§ Task statement:
Send back all of the records, each one exactly as written.

--- START ---

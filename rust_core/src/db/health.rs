//! Backend-of-record health monitoring.
//!
//! Pings the pick backend on an interval and logs transitions. The pick
//! store's own breaker decides routing; this is the operator's view.

use crate::store::PickBackend;
use std::sync::Arc;
use std::time::Duration;
use tracing::{error, info};

#[derive(Clone, Debug)]
pub struct BackendHealthConfig {
    pub check_interval: Duration,
    /// Consecutive failures before escalating to a critical log
    pub alert_threshold: u32,
    pub enabled: bool,
}

impl Default for BackendHealthConfig {
    fn default() -> Self {
        Self {
            check_interval: Duration::from_secs(30),
            alert_threshold: 3,
            enabled: true,
        }
    }
}

impl BackendHealthConfig {
    pub fn from_env() -> Self {
        let defaults = Self::default();
        Self {
            check_interval: Duration::from_secs(
                std::env::var("DB_HEALTH_CHECK_INTERVAL_SECS")
                    .ok()
                    .and_then(|v| v.parse().ok())
                    .unwrap_or(defaults.check_interval.as_secs()),
            ),
            alert_threshold: std::env::var("DB_HEALTH_ALERT_THRESHOLD")
                .ok()
                .and_then(|v| v.parse().ok())
                .unwrap_or(defaults.alert_threshold),
            enabled: std::env::var("DB_HEALTH_CHECK_ENABLED")
                .ok()
                .and_then(|v| v.parse().ok())
                .unwrap_or(defaults.enabled),
        }
    }
}

pub struct BackendHealthMonitor {
    backend: Arc<dyn PickBackend>,
    config: BackendHealthConfig,
    consecutive_failures: u32,
}

impl BackendHealthMonitor {
    pub fn new(backend: Arc<dyn PickBackend>, config: BackendHealthConfig) -> Self {
        Self {
            backend,
            config,
            consecutive_failures: 0,
        }
    }

    pub fn consecutive_failures(&self) -> u32 {
        self.consecutive_failures
    }

    /// One health check. Returns true when the backend answered.
    pub async fn check(&mut self) -> bool {
        match self.backend.ping().await {
            Ok(()) => {
                if self.consecutive_failures > 0 {
                    info!(
                        "Pick backend recovered after {} failed checks",
                        self.consecutive_failures
                    );
                    self.consecutive_failures = 0;
                }
                true
            }
            Err(e) => {
                self.consecutive_failures += 1;
                error!(
                    "Pick backend health check failed (attempt {}/{}): {}",
                    self.consecutive_failures, self.config.alert_threshold, e
                );
                if self.consecutive_failures == self.config.alert_threshold {
                    error!(
                        "CRITICAL: pick backend unreachable for {} consecutive checks, writes are queuing locally",
                        self.consecutive_failures
                    );
                }
                false
            }
        }
    }

    /// Run forever.
    pub async fn start_monitoring(mut self) {
        if !self.config.enabled {
            info!("Pick backend health monitoring is disabled");
            return;
        }

        info!(
            "Starting pick backend health monitoring (interval: {:?}, alert threshold: {})",
            self.config.check_interval, self.config.alert_threshold
        );

        loop {
            self.check().await;
            tokio::time::sleep(self.config.check_interval).await;
        }
    }

    pub fn start_background(self) -> tokio::task::JoinHandle<()> {
        tokio::spawn(self.start_monitoring())
    }
}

--- END ---

§ Reply:
filename rust_core/src/db/health.rs
//! Backend-of-record health monitoring.
//!
//! Pings the pick backend on an interval and logs transitions. The pick
//! store's own breaker decides routing; this is the operator's view.

use crate::store::PickBackend;
use std::sync::Arc;
use std::time::Duration;
use tracing::{error, info};

#[derive(Clone, Debug)]
pub struct BackendHealthConfig {
    pub check_interval: Duration,
    /// Consecutive failures before escalating to a critical log
    pub alert_threshold: u32,
    pub enabled: bool,
}

impl Default for BackendHealthConfig {
    fn default() -> Self {
        Self {
            check_interval: Duration::from_secs(30),
            alert_threshold: 3,
            enabled: true,
        }
    }
}

impl BackendHealthConfig {
    pub fn from_env() -> Self {
        let defaults = Self::default();
        Self {
            check_interval: Duration::from_secs(
                std::env::var("DB_HEALTH_CHECK_INTERVAL_SECS")
                    .ok()
                    .and_then(|v| v.parse().ok())
                    .unwrap_or(defaults.check_interval.as_secs()),
            ),
            alert_threshold: std::env::var("DB_HEALTH_ALERT_THRESHOLD")
                .ok()
                .and_then(|v| v.parse().ok())
                .unwrap_or(defaults.alert_threshold),
            enabled: std::env::var("DB_HEALTH_CHECK_ENABLED")
                .ok()
                .and_then(|v| v.parse().ok())
                .unwrap_or(defaults.enabled),
        }
    }
}

pub struct BackendHealthMonitor {
    backend: Arc<dyn PickBackend>,
    config: BackendHealthConfig,
    consecutive_failures: u32,
}

impl BackendHealthMonitor {
    pub fn new(backend: Arc<dyn PickBackend>, config: BackendHealthConfig) -> Self {
        Self {
            backend,
            config,
            consecutive_failures: 0,
        }
    }

    pub fn consecutive_failures(&self) -> u32 {
        self.consecutive_failures
    }

    /// One health check. Returns true when the backend answered.
    pub async fn check(&mut self) -> bool {
        match self.backend.ping().await {
            Ok(()) => {
                if self.consecutive_failures > 0 {
                    info!(
                        "Pick backend recovered after {} failed checks",
                        self.consecutive_failures
                    );
                    self.consecutive_failures = 0;
                }
                true
            }
            Err(e) => {
                self.consecutive_failures += 1;
                error!(
                    "Pick backend health check failed (attempt {}/{}): {}",
                    self.consecutive_failures, self.config.alert_threshold, e
                );
                if self.consecutive_failures == self.config.alert_threshold {
                    error!(
                        "CRITICAL: pick backend unreachable for {} consecutive checks, writes are queuing locally",
                        self.consecutive_failures
                    );
                }
                false
            }
        }
    }

    /// Run forever.
    pub async fn start_monitoring(mut self) {
        if !self.config.enabled {
            info!("Pick backend health monitoring is disabled");
            return;
        }

        info!(
            "Starting pick backend health monitoring (interval: {:?}, alert threshold: {})",
            self.config.check_interval, self.config.alert_threshold
        );

        loop {
            self.check().await;
            tokio::time::sleep(self.config.check_interval).await;
        }
    }

    pub fn start_background(self) -> tokio::task::JoinHandle<()> {
        tokio::spawn(self.start_monitoring())
    }
}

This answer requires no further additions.